Le plaisir est immense, savourons le, The Duellists est un véritable ravissement pour les yeux, une beauté plastique de tous les instants. Bien avant l'immonde Exodus, Scott compose son film comme un tableau de maître et applique son art avec talent et méthode : il alterne harmonieusement grands décors authentiques et intérieurs intimistes, jouant finement avec les pouvoirs évocateurs de la lumière crue, des clairs obscurs ou des éléments naturels afin d'élaborer une imagerie somptueuse et une atmosphère des plus troublantes. On passe ainsi de la vision d'une Dordogne hors du temps, au lever du jour, aux plaines sibériennes, lugubres et glaciales, en passant par l'intérieur oppressant d'une grange poussiéreuse, avec l'impression tenace d'assister à une nouvelle représentation de l'éternel spectacle offert par l'être humain, pitoyable et orgueilleux. Évidemment, cette démarche artistique n'évite pas certains écueils comme ces plans de transition, un peu trop poseurs, sur des natures mortes. Mais le principal reproche que l'on pourrait formuler à l'égard de ce film, c'est de n'être qu'une pâle copie de Barry Lyndon. Si Scott n'a jamais caché s'être inspiré du chef-d'œuvre de Kubrick, il serait injuste de réduire son travail à un simple exercice de style. Au lieu d'être la coquille vide que certains voudraient voir, The Duellists est avant tout un véritable drame historique, d'une tonalité certes intimiste, mais dont l'objectif modeste n'en demeure pas moins passionnant : retranscrire à l'écran l'ambiance de l'époque Napoléonienne, folle, insolente et fascinante.

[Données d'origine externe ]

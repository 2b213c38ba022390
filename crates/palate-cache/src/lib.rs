//! Palate Cache
//!
//! The cache tiers behind the activity feed. Every tier is an owned,
//! constructor-injected object; nothing here is global.
//!
//! - [`TtlCache`]: moka-backed store whose entries are valid while
//!   `now - fetched_at < ttl`, measured on the tokio clock
//! - [`PrefetchSlots`]: single-use speculative results, dropped wholesale
//!   when the predicate set changes
//! - [`InFlightSet`]: suppresses a second request for a key that is already
//!   being fetched
//!
//! # Architecture
//!
//! ```text
//! navigation ──► PrefetchSlots::take ──hit──► page (slot removed)
//!                    │ miss
//!                    ▼
//!                TtlCache::get ──hit──► page
//!                    │ miss
//!                    ▼
//!          InFlightSet::try_begin ──busy──► suppressed
//!                    │
//!                    ▼
//!               remote fetch ──► TtlCache::insert
//! ```

#![warn(missing_docs)]
#![warn(unreachable_pub)]

pub mod entry;
pub mod inflight;
pub mod prefetch;
pub mod ttl;

pub use entry::CacheEntry;
pub use inflight::{InFlightGuard, InFlightSet};
pub use prefetch::{PrefetchSlots, PrefetchStats};
pub use ttl::{CacheStats, TtlCache};

/// Version of this crate
pub const VERSION: &str = env!("CARGO_PKG_VERSION");
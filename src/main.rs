mod cli;
mod config;
mod core;
mod error;
mod interfaces;

#[tokio::main]
async fn main() {
    if let Err(e) = cli::run_main().await {
        core::terminal::print_error(&format!("{}", e));
        std::process::exit(1);
    }
}
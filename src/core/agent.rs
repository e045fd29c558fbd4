use std::sync::Arc;

use serde::Serialize;
use serde_json::json;
use tracing::info;

use crate::core::dataset::DATABASE_SCHEMA;
use crate::core::llm::{ChatMessage, LlmProvider, ModelTurn, ToolCall, ToolSpec};
use crate::core::query::{self, QueryExecutor, QueryResult};
use crate::core::tickets::{Ticket, TicketPriority, TicketStore};
use crate::error::AgentError;

pub const ASK_DATABASE: &str = "ask_database";
pub const CREATE_SUPPORT_TICKET: &str = "create_support_ticket";

const SYSTEM_PROMPT: &str = r#"You are DatabaseGPT, a helpful assistant that answers questions using the netflix_titles SQLite database.
Rules:
- Generate safe, single-statement, read-only SQL (SELECT ... or WITH ... SELECT) referencing only the netflix_titles table and its listed columns.
- Treat directors as a comma-separated list; when counting or grouping by director, expand the list using a CTE with json_each and TRIM, converting the string into valid JSON, for example:
  WITH director_cte AS (
      SELECT TRIM(value) AS director
      FROM netflix_titles,
           json_each('["' || REPLACE(REPLACE(IFNULL(directors, ''), '"', ''), ',', '","') || '"]')
      WHERE director <> ''
  )
- Apply sensible LIMIT values (e.g., 10 or 20) unless the user requests more.
- When results indicate data quality issues, suggest creating a support ticket through the provided tool.
Provide concise, markdown-formatted answers summarising the results."#;

const FOLLOW_UP_PROMPT: &str = "Respond to the user with the database results, format as \
markdown, and include the SQL query used if it was executed.";

/// What one dispatcher invocation hands back to the presentation layer.
/// Exactly the `{text?, columns?, rows?, query?, ticket?, error?}` contract:
/// partial results survive alongside `error` when only the follow-up
/// summarization failed.
#[derive(Debug, Default, Serialize)]
pub struct AgentOutcome {
    #[serde(skip_serializing_if = "Option::is_none")]
    pub text: Option<String>,
    #[serde(skip_serializing_if = "Option::is_none")]
    pub columns: Option<Vec<String>>,
    #[serde(skip_serializing_if = "Option::is_none")]
    pub rows: Option<Vec<Vec<serde_json::Value>>>,
    #[serde(skip_serializing_if = "Option::is_none")]
    pub query: Option<String>,
    #[serde(skip_serializing_if = "Option::is_none")]
    pub ticket: Option<Ticket>,
    #[serde(skip_serializing_if = "Option::is_none")]
    pub error: Option<String>,
}

impl AgentOutcome {
    fn failed(err: AgentError) -> Self {
        Self {
            error: Some(err.to_string()),
            ..Self::default()
        }
    }
}

/// Orchestrates the two-round conversation per user question: round one
/// offers the model the tool set, round two turns a tool result into the
/// final answer. Conversation state lives on the stack of `run` and is
/// never shared across requests.
pub struct ToolDispatcher {
    provider: Arc<dyn LlmProvider>,
    model: String,
    executor: QueryExecutor,
    tickets: Arc<TicketStore>,
}

impl ToolDispatcher {
    pub fn new(
        provider: Arc<dyn LlmProvider>,
        model: impl Into<String>,
        executor: QueryExecutor,
        tickets: Arc<TicketStore>,
    ) -> Self {
        Self {
            provider,
            model: model.into(),
            executor,
            tickets,
        }
    }

    pub async fn run(&self, question: &str) -> AgentOutcome {
        info!("Received user question: {}", question);

        let messages = vec![
            ChatMessage::system(SYSTEM_PROMPT),
            ChatMessage::user(question),
        ];
        let tools = declared_tools();

        // Round one. A failure here aborts before any tool runs.
        let first = match self
            .provider
            .generate(&self.model, &messages, Some(&tools))
            .await
        {
            Ok(turn) => turn,
            Err(err) => return AgentOutcome::failed(err),
        };

        let call = match first {
            ModelTurn::Text(text) => {
                return AgentOutcome {
                    text: Some(text),
                    ..AgentOutcome::default()
                };
            }
            ModelTurn::ToolCall(call) => call,
        };

        match call.name.as_str() {
            ASK_DATABASE => self.dispatch_query(messages, call).await,
            CREATE_SUPPORT_TICKET => self.dispatch_ticket(messages, call).await,
            other => AgentOutcome::failed(AgentError::UnknownTool(other.to_string())),
        }
    }

    async fn dispatch_query(&self, mut messages: Vec<ChatMessage>, call: ToolCall) -> AgentOutcome {
        let (safe_sql, result) = match self.execute_query_call(&call) {
            Ok(pair) => pair,
            Err(err) => return AgentOutcome::failed(err),
        };

        let payload = json!({ "columns": result.columns, "rows": result.rows }).to_string();
        messages.push(ChatMessage::assistant_call(call.clone()));
        messages.push(ChatMessage::tool_result(&call, payload));
        messages.push(ChatMessage::system(FOLLOW_UP_PROMPT));

        // Round two, without tools. Fetched rows are returned even when
        // this call fails; informational results are never silently lost.
        match self.provider.generate(&self.model, &messages, None).await {
            Ok(turn) => {
                let text = turn.text_or_default();
                info!(
                    "Answered question with {} rows and message length {}",
                    result.rows.len(),
                    text.len()
                );
                AgentOutcome {
                    text: Some(text),
                    columns: Some(result.columns),
                    rows: Some(result.rows),
                    query: Some(safe_sql),
                    ..AgentOutcome::default()
                }
            }
            Err(err) => AgentOutcome {
                error: Some(err.to_string()),
                columns: Some(result.columns),
                rows: Some(result.rows),
                query: Some(safe_sql),
                ..AgentOutcome::default()
            },
        }
    }

    fn execute_query_call(&self, call: &ToolCall) -> Result<(String, QueryResult), AgentError> {
        let query = parse_query_arguments(&call.arguments)?;
        let safe_sql = query::normalize(&query)?;
        let result = self.executor.execute(&safe_sql)?;
        Ok((safe_sql, result))
    }

    async fn dispatch_ticket(&self, mut messages: Vec<ChatMessage>, call: ToolCall) -> AgentOutcome {
        let (title, description, priority) = match parse_ticket_arguments(&call.arguments) {
            Ok(args) => args,
            Err(err) => return AgentOutcome::failed(err),
        };

        let ticket = match self.tickets.create(&title, &description, priority) {
            Ok(ticket) => ticket,
            Err(err) => return AgentOutcome::failed(err),
        };

        let payload = match serde_json::to_string(&ticket) {
            Ok(payload) => payload,
            Err(e) => return AgentOutcome::failed(AgentError::Storage(e.to_string())),
        };
        messages.push(ChatMessage::assistant_call(call.clone()));
        messages.push(ChatMessage::tool_result(&call, payload));

        // The ticket exists on disk; a follow-up outage must not hide it.
        let text = match self.provider.generate(&self.model, &messages, None).await {
            Ok(turn) => turn.text_or_default(),
            Err(err) => format!(
                "Ticket created: {}. (Follow-up call failed: {})",
                ticket.ticket_id, err
            ),
        };
        info!(
            "Support ticket {} created via agent with priority {}",
            ticket.ticket_id, ticket.priority
        );
        AgentOutcome {
            text: Some(text),
            ticket: Some(ticket),
            ..AgentOutcome::default()
        }
    }
}

fn declared_tools() -> Vec<ToolSpec> {
    vec![
        ToolSpec {
            name: ASK_DATABASE,
            description: "Use this function to answer user questions about the Netflix dataset. \
                          Output should be a fully formed SQL query."
                .to_string(),
            parameters: json!({
                "type": "object",
                "properties": {
                    "query": {
                        "type": "string",
                        "description": format!(
                            "SQL query extracting info to answer the user's question. \
                             SQL must use this database schema:\n{DATABASE_SCHEMA}\
                             Return the query as plain text, not JSON."
                        ),
                    },
                },
                "required": ["query"],
            }),
        },
        ToolSpec {
            name: CREATE_SUPPORT_TICKET,
            description: "Create a support ticket for human follow-up when the data seems \
                          incorrect, incomplete, or when the user explicitly asks for human help."
                .to_string(),
            parameters: json!({
                "type": "object",
                "properties": {
                    "title": {
                        "type": "string",
                        "description": "Short summary of the issue.",
                    },
                    "description": {
                        "type": "string",
                        "description": "Detailed description of the observed problem with necessary context.",
                    },
                    "priority": {
                        "type": "string",
                        "enum": ["low", "medium", "high"],
                        "default": "medium",
                        "description": "Priority of the ticket.",
                    },
                },
                "required": ["title", "description"],
            }),
        },
    ]
}

/// The argument payload is model output: untrusted text until proven JSON.
fn parse_query_arguments(raw: &str) -> Result<String, AgentError> {
    let value: serde_json::Value = serde_json::from_str(raw)
        .map_err(|e| AgentError::MalformedToolCall(e.to_string()))?;
    value
        .get("query")
        .and_then(|q| q.as_str())
        .map(|q| q.to_string())
        .ok_or_else(|| AgentError::MalformedToolCall("missing required field 'query'".to_string()))
}

fn parse_ticket_arguments(raw: &str) -> Result<(String, String, TicketPriority), AgentError> {
    let value: serde_json::Value = serde_json::from_str(raw)
        .map_err(|e| AgentError::MalformedToolCall(e.to_string()))?;
    let title = value
        .get("title")
        .and_then(|t| t.as_str())
        .unwrap_or("Untitled issue")
        .to_string();
    let description = value
        .get("description")
        .and_then(|d| d.as_str())
        .unwrap_or("")
        .to_string();
    let priority = value
        .get("priority")
        .and_then(|p| p.as_str())
        .map(TicketPriority::parse)
        .unwrap_or_default();
    Ok((title, description, priority))
}
pub mod agent;
pub mod dataset;
pub mod llm;
pub mod query;
pub mod terminal;
pub mod tickets;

Ridley Scott le sait très bien, il n'a pas les moyens de faire une immense fresque historique, alors il décide d'aller à l'essentiel, resserrant son cadre, son intrigue et ses personnages afin d'extraire ce qu'il croit être la sève de cette époque. La durée du métrage est réduite, évitant toutes digressions, les grandes péripéties du règne de Napoléon sont à peines évoquées et maintenues soigneusement en arrière-plan ; si l'ampleur du film est moindre, son efficacité s'en retrouve renforcée ! Evidemment, cette démarche a les limites de ses qualités : le manque d'écriture des personnages, réduits souvent à des archétypes, et la simplicité extrême de l'intrigue, empêchent The Duellists de concurrencer les grandes œuvres du genre. Mais cela importe peu tant Scott est arrivé à rendre vivant son drame historique, regardant à travers le prisme d'un simple duel acharné la vieille confrontation entre la France de l'Empereur et celle de la noblesse, avec en ligne de mire une certaine idée de l'honneur ou de la grandeur d'âme. C'est cette beauté trouble, cette tragédie ultime qui colle à cette époque que nous retrouvons ici : l’orgueil, la vanité, de batailler sans cesse afin d'étendre son empire est parfaitement retranscrite. Une démarche que l'on pourrait qualifier de puérile si elle n'entraînait pas chaos et destruction. Mais au fond, l'attitude de l'Empereur n'est pas différente de celle de la royauté : on y retrouve cette même déraison, cet irrépressible désir de grandeur et ce même pouvoir de fascination.

C'est ce que l'on retrouve parfaitement représenté par l'affrontement, sans cesse renouvelé, de deux hommes, d'Hubert et Feraud, l'un d'aspiration royaliste et l'autre bonapartiste forcené. Le motif de leur querelle est dérisoire, donnant une dimension éminemment pathétique à leur éternel duel. Les lieux se succéderont, les armes aussi, le temps va passer et user leur entourage, consumer leur vie à petit feu. C'est une façon de dire qu'en dehors du combat, ces hommes ne sont rien, que des pantins qui se cachent derrière leur apparat. Ainsi la question de l'honneur devient vite leur seule raison d'être, c'est une idole factice devant laquelle ils vont s'agenouiller ; le duel devient ainsi un rituel qu'un homme digne de ce nom ne peut contourner. Ainsi d'Hubert et Feraud se battent sans cesse, jusqu'à plus soif, jusqu'à l'absurde. Scott met bien en avant cette obsession furieuse qui pousse d'Hubert à s'élancer sur son cheval malgré la peur qui gagne son corps, tout comme elle aveugle de hargne Feraud, avant de les pousser à une pitoyable rencontre au front, où leur lutte semble dérisoire face à l'ampleur du désastre. Le final, majestueux et mélancolique, mettant aux prises des hommes qui ne sont plus que l'ombre d'eux-mêmes est forcément lourd de sens. L'image d'un Feraud en habit de l'Empereur, errant parmi les ruines sous un ciel crépusculaire (une séquence sans doute un peu chanceuse) pourrait être d'un symbolisme lourd si Scott n'avait pas eu le talent d'en tirer toute la poésie. Pour un premier film, c'est remarquable !

(7.5/10)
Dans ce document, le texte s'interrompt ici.